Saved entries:
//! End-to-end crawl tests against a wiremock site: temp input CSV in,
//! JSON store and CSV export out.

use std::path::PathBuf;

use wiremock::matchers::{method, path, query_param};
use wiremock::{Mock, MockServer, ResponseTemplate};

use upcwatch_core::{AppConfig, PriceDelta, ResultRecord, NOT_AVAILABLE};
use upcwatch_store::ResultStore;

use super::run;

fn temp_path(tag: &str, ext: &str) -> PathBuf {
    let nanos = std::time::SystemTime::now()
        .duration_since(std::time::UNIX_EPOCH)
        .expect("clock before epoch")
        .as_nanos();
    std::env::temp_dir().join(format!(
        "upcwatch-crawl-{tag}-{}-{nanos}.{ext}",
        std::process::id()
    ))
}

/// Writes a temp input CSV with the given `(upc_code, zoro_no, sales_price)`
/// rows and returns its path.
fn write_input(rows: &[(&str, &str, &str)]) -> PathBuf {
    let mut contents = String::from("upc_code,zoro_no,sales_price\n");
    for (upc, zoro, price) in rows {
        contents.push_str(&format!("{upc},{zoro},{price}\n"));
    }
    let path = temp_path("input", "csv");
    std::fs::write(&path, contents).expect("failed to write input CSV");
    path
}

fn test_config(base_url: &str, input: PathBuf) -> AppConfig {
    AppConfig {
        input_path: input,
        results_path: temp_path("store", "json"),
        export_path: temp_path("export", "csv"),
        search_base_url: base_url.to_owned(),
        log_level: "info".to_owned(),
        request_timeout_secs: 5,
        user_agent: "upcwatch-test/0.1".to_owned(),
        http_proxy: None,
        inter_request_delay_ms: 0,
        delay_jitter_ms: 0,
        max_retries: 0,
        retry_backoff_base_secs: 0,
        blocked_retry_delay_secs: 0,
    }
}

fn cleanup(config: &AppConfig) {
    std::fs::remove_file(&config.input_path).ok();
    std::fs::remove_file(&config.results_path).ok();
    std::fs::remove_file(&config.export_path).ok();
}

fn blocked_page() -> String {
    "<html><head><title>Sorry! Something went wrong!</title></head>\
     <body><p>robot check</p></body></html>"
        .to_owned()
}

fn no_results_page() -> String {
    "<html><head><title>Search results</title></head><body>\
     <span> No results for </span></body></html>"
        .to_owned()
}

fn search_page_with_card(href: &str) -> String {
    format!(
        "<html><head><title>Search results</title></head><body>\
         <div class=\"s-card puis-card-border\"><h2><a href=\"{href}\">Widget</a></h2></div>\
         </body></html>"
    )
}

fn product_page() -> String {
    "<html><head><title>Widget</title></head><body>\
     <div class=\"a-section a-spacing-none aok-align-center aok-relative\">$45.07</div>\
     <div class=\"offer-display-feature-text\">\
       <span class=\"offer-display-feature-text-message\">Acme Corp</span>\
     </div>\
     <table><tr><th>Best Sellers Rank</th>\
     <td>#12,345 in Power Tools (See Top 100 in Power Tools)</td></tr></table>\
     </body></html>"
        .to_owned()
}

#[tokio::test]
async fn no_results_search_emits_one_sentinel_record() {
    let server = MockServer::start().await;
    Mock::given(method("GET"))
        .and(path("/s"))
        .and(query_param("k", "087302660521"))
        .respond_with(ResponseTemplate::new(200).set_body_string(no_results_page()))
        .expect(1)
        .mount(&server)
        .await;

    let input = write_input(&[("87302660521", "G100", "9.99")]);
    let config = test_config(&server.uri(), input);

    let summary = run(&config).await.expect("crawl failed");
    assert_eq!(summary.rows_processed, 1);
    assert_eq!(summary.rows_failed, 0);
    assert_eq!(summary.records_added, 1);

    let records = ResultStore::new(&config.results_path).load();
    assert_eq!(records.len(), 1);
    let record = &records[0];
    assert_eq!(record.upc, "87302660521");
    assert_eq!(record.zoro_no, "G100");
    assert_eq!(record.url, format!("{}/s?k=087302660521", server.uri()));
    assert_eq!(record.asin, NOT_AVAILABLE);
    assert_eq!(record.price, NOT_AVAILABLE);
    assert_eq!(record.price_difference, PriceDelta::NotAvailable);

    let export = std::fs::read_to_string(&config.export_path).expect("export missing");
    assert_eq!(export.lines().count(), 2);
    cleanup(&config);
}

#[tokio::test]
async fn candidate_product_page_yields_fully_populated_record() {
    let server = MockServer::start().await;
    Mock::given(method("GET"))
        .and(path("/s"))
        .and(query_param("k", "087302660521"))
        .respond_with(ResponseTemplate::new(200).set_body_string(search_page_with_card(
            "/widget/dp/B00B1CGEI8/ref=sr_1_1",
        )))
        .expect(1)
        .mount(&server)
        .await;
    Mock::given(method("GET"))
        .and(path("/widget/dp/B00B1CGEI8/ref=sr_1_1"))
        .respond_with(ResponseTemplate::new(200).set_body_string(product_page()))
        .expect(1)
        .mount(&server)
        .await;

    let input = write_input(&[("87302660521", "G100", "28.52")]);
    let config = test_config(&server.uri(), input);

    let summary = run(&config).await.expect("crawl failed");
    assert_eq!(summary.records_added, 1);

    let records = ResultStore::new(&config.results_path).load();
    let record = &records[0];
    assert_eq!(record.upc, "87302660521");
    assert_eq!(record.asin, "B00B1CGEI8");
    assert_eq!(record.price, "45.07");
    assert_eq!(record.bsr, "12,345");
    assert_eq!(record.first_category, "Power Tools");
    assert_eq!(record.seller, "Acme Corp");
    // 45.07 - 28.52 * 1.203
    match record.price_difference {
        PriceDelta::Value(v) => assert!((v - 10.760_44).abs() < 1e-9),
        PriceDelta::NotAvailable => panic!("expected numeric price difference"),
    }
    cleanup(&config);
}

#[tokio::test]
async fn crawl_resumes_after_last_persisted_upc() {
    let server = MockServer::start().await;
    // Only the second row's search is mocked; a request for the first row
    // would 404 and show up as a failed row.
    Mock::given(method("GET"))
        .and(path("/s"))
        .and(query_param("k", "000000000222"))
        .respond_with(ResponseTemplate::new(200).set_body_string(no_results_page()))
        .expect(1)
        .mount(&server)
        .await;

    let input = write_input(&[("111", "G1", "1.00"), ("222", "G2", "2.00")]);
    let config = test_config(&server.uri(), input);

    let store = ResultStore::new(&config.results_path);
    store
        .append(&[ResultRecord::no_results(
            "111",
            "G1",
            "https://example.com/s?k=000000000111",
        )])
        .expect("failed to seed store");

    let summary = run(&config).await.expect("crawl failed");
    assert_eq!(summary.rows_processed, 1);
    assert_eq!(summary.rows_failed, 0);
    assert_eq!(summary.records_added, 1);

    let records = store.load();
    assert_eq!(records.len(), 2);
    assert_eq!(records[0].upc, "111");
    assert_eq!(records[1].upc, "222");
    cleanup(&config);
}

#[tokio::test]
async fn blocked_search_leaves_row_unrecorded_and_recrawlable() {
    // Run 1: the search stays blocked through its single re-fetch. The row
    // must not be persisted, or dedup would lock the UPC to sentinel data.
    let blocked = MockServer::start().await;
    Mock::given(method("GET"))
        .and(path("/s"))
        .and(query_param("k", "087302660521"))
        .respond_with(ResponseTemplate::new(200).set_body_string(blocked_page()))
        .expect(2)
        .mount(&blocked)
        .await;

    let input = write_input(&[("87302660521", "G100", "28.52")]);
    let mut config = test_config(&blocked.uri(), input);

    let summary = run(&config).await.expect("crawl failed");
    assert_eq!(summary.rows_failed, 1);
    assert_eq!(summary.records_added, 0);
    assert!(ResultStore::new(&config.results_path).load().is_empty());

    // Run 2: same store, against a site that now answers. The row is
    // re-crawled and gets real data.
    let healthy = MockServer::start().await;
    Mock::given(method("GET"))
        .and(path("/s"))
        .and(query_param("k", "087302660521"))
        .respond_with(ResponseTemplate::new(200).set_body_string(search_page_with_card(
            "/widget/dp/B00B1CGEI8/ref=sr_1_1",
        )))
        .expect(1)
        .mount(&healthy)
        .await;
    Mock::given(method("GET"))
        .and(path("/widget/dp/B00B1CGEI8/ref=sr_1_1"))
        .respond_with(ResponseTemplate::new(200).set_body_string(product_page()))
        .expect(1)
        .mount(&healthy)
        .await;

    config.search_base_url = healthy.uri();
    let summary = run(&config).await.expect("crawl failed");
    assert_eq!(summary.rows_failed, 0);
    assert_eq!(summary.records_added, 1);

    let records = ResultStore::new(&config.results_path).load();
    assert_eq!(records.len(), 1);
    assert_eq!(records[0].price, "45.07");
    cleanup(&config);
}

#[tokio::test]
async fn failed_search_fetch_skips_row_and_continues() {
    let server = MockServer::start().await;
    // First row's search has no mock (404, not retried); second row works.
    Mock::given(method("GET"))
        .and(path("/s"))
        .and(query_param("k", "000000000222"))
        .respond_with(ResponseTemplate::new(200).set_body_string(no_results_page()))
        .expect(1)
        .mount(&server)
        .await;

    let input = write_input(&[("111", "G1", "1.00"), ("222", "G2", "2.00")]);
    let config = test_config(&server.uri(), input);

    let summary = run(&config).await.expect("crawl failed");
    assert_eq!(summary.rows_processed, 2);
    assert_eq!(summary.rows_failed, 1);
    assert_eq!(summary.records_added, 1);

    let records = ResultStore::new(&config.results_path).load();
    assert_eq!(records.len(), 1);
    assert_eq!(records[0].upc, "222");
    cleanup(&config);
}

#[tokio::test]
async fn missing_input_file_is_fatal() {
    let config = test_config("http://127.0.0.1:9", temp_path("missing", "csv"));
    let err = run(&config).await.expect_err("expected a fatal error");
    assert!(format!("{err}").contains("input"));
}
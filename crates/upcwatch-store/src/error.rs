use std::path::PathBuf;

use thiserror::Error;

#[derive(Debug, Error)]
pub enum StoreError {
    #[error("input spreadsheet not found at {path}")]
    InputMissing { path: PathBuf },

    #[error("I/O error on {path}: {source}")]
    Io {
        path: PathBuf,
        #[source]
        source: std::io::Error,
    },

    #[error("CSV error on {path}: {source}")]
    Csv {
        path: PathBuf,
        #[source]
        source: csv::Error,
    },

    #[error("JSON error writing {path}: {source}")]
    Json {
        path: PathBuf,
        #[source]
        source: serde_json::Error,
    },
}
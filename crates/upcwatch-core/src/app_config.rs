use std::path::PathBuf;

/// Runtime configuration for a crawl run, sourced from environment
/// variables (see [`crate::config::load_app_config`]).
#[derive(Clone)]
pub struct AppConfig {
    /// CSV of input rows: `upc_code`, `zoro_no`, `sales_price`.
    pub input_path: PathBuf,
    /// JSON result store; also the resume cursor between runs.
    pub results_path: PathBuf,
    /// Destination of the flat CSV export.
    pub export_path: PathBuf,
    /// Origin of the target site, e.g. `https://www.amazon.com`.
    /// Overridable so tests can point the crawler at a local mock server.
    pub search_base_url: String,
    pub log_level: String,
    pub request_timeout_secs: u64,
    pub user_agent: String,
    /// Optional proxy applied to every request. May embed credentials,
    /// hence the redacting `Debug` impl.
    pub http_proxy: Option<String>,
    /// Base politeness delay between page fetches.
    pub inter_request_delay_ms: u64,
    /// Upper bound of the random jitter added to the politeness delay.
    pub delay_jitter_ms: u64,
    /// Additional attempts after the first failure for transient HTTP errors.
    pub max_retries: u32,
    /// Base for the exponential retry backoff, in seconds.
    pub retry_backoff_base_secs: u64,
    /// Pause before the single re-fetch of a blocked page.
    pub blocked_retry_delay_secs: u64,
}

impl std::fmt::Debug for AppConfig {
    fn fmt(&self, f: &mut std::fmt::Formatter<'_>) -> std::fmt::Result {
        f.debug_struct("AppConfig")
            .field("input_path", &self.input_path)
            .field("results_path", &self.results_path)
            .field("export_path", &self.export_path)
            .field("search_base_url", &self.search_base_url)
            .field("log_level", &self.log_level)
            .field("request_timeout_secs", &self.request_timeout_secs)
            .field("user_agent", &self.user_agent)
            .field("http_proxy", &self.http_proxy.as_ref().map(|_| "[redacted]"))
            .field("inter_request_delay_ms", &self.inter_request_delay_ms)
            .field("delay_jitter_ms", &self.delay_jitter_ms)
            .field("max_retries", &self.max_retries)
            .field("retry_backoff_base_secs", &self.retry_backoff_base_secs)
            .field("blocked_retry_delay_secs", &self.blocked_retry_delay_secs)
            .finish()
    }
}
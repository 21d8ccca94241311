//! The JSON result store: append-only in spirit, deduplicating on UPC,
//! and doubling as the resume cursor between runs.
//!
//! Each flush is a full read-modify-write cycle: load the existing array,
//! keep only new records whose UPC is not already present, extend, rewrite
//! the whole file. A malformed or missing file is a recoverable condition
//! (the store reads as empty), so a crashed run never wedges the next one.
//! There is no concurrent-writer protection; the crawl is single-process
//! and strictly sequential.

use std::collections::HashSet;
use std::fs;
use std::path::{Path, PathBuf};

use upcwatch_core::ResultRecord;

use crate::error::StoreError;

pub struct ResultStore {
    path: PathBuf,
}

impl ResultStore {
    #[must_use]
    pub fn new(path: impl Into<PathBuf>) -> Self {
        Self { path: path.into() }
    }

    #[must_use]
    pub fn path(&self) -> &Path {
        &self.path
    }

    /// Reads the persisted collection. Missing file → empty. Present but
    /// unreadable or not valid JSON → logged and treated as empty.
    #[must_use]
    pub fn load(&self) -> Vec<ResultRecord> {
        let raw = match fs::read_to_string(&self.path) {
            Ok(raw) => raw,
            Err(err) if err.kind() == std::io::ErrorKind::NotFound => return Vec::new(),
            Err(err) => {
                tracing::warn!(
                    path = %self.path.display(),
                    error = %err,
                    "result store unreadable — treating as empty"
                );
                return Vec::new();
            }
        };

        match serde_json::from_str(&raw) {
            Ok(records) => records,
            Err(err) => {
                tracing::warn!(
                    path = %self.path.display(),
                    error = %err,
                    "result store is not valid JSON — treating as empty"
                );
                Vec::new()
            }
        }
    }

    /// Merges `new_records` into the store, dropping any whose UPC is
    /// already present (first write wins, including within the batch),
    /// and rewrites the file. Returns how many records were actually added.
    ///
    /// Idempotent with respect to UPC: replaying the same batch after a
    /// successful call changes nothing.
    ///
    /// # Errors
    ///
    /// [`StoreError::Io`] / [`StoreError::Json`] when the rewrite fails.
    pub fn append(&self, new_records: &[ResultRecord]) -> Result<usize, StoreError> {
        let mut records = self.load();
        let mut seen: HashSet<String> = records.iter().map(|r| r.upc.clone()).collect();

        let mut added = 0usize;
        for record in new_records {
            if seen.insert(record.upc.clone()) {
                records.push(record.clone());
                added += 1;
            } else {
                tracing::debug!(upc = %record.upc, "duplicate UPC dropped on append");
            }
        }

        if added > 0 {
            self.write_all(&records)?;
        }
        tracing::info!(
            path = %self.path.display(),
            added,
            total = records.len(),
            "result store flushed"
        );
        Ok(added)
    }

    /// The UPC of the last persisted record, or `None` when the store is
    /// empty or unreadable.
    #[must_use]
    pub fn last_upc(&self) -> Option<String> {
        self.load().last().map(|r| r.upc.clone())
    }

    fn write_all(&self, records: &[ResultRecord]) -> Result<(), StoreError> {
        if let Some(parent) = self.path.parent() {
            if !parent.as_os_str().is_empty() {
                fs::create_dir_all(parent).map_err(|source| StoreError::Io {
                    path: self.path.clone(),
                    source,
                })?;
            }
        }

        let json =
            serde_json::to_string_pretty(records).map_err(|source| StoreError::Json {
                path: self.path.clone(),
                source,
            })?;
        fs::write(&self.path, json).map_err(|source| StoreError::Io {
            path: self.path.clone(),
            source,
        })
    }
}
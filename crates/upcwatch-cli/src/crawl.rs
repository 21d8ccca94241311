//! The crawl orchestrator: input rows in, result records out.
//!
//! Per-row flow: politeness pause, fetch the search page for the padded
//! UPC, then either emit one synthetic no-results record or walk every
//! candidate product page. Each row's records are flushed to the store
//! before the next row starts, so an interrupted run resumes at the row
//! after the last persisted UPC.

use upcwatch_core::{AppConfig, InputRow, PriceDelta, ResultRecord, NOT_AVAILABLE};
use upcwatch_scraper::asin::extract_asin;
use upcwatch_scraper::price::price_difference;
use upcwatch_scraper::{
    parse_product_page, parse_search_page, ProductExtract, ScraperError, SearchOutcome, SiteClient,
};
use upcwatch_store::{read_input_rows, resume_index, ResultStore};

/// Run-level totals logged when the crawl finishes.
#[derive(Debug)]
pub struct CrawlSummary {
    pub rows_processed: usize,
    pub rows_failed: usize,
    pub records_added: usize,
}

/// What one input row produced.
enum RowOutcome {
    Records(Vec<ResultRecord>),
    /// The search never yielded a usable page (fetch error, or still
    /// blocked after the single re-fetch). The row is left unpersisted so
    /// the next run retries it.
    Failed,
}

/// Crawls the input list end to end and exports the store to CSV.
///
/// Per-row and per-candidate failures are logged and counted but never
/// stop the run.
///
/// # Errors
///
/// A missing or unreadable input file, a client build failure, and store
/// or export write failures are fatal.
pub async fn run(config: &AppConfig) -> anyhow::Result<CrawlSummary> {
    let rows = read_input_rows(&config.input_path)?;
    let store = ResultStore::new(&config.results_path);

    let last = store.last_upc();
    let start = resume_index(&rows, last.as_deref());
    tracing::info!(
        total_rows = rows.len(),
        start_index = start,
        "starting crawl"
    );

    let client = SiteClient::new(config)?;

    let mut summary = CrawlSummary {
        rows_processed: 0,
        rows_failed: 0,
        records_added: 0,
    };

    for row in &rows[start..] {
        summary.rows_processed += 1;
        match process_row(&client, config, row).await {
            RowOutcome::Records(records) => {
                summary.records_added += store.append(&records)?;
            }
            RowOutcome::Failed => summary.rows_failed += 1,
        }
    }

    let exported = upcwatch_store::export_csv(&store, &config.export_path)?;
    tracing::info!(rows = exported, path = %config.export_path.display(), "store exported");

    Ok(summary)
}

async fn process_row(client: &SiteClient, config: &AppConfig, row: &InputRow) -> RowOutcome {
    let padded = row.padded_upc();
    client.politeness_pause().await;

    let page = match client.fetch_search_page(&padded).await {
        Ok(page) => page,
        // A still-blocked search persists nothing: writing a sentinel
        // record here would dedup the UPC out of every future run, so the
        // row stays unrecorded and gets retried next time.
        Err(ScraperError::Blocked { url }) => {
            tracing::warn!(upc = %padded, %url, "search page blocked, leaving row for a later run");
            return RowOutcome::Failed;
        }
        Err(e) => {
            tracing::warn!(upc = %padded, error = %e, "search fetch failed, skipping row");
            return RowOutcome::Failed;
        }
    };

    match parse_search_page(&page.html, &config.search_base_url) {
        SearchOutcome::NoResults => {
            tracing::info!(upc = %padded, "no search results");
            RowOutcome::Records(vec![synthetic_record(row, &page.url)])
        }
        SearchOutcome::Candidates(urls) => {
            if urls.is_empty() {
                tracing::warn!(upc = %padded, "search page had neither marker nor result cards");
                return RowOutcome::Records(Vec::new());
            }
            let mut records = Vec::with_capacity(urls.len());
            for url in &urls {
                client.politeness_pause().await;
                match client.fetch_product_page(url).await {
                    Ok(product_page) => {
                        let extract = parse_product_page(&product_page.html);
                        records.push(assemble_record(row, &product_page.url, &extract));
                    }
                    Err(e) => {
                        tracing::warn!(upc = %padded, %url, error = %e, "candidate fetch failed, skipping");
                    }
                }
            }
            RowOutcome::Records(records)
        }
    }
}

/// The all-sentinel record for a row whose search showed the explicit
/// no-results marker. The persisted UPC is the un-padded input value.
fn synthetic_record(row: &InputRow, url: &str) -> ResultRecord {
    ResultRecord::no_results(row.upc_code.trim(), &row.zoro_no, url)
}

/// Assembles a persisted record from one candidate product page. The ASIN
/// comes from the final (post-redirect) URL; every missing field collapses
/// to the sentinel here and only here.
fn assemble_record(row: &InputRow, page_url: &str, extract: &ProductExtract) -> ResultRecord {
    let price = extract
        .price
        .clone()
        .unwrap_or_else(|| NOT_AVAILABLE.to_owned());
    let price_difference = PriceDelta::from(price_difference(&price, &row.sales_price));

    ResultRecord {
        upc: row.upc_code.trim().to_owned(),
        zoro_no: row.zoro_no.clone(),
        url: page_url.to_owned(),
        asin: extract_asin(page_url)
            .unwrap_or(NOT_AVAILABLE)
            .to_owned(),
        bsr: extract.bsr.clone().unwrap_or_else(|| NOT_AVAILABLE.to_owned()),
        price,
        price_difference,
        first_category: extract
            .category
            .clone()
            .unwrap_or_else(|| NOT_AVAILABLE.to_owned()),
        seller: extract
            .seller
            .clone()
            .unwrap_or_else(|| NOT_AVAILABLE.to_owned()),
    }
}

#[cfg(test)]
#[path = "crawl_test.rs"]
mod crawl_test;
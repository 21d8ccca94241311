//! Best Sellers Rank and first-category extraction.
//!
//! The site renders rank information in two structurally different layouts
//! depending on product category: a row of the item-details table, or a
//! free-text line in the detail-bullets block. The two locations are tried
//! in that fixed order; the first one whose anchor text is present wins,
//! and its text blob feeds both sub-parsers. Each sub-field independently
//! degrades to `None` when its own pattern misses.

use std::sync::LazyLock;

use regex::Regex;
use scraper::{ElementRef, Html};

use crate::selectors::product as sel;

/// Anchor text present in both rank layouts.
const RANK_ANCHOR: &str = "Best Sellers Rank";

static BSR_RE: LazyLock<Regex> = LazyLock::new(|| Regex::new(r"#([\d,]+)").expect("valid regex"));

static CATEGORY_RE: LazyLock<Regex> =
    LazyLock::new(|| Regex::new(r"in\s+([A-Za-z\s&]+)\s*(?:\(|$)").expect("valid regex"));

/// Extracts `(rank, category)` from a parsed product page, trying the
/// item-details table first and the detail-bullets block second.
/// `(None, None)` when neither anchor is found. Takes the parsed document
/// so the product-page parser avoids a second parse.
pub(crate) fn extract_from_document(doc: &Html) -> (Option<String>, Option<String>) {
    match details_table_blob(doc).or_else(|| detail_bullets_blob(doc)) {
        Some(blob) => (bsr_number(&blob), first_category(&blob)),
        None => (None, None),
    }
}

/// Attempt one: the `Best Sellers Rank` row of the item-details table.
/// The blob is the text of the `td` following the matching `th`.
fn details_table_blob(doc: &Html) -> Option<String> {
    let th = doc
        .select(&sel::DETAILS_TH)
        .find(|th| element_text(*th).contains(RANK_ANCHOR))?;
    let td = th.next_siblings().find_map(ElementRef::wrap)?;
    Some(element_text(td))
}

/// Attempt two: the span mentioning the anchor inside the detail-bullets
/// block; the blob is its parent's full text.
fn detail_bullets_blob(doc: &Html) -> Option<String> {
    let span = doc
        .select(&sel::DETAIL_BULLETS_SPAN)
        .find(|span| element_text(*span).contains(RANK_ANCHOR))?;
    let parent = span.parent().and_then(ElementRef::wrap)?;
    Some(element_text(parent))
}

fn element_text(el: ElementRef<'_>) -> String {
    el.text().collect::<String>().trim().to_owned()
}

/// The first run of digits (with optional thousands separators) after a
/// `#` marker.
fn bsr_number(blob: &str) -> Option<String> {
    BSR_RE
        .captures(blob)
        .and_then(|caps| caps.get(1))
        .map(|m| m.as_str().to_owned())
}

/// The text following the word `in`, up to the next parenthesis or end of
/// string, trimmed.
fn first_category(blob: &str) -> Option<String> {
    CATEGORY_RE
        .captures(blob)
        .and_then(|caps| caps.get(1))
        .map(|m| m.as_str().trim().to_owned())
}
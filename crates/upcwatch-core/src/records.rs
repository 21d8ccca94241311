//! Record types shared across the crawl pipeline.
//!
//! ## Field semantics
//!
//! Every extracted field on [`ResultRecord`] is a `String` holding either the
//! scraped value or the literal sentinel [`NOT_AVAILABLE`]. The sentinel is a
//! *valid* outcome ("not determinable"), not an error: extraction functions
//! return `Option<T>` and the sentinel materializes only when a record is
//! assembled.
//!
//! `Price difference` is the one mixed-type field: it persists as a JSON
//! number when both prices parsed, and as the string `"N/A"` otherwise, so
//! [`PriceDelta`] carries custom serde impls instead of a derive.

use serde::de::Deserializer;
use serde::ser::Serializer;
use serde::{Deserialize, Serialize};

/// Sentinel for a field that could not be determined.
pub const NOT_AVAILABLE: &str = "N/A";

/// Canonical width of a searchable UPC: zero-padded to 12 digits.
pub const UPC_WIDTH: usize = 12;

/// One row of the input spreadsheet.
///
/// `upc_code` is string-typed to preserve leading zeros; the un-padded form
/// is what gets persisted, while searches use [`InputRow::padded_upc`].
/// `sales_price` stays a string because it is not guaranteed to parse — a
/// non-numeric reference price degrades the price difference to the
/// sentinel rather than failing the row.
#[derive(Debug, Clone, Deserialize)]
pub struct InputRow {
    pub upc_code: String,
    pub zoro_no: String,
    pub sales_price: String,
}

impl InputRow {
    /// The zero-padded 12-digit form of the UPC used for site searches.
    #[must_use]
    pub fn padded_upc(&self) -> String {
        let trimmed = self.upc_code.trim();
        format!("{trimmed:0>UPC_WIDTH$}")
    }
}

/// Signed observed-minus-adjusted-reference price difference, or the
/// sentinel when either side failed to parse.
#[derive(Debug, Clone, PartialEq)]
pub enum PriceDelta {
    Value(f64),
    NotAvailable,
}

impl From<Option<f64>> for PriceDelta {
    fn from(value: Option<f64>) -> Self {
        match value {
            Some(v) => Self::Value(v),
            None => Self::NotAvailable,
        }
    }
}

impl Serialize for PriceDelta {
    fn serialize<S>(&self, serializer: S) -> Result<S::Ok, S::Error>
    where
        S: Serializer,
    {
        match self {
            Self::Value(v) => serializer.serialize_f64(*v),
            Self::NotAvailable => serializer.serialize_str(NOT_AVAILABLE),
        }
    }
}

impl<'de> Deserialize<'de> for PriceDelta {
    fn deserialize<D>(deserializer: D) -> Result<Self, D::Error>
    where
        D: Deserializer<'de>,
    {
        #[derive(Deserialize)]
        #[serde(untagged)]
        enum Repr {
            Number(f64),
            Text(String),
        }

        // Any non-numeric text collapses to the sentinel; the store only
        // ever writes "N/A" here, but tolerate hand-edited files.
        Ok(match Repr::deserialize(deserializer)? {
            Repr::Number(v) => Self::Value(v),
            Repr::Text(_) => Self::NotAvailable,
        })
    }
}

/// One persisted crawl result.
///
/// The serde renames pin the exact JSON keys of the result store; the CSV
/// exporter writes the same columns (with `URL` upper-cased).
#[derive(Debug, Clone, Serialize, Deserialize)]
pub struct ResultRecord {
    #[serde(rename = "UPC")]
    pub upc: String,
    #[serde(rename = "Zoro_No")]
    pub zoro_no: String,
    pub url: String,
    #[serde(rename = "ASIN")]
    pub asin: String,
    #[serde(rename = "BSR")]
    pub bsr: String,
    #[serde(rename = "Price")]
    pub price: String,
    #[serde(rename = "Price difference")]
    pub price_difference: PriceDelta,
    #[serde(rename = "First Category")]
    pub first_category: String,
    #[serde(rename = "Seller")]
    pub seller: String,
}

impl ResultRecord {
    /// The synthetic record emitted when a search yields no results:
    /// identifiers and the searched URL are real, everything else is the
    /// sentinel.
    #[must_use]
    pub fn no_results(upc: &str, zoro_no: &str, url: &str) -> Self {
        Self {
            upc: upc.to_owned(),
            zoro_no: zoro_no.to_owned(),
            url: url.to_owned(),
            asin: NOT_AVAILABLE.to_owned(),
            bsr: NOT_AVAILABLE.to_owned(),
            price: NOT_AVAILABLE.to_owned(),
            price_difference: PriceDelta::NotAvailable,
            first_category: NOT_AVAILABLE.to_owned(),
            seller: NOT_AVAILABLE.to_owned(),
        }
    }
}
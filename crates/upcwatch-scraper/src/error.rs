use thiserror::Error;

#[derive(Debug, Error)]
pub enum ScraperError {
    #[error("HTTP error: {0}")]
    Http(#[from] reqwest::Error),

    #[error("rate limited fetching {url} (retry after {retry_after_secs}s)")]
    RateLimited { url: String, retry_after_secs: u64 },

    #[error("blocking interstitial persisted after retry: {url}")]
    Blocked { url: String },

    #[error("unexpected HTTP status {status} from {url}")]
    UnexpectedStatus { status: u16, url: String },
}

How to complete this task:
Which lines of the data include the string "treating"? Find them and copy each one.

Task answer:
                    "result store unreadable — treating as empty"
                    "result store is not valid JSON — treating as empty"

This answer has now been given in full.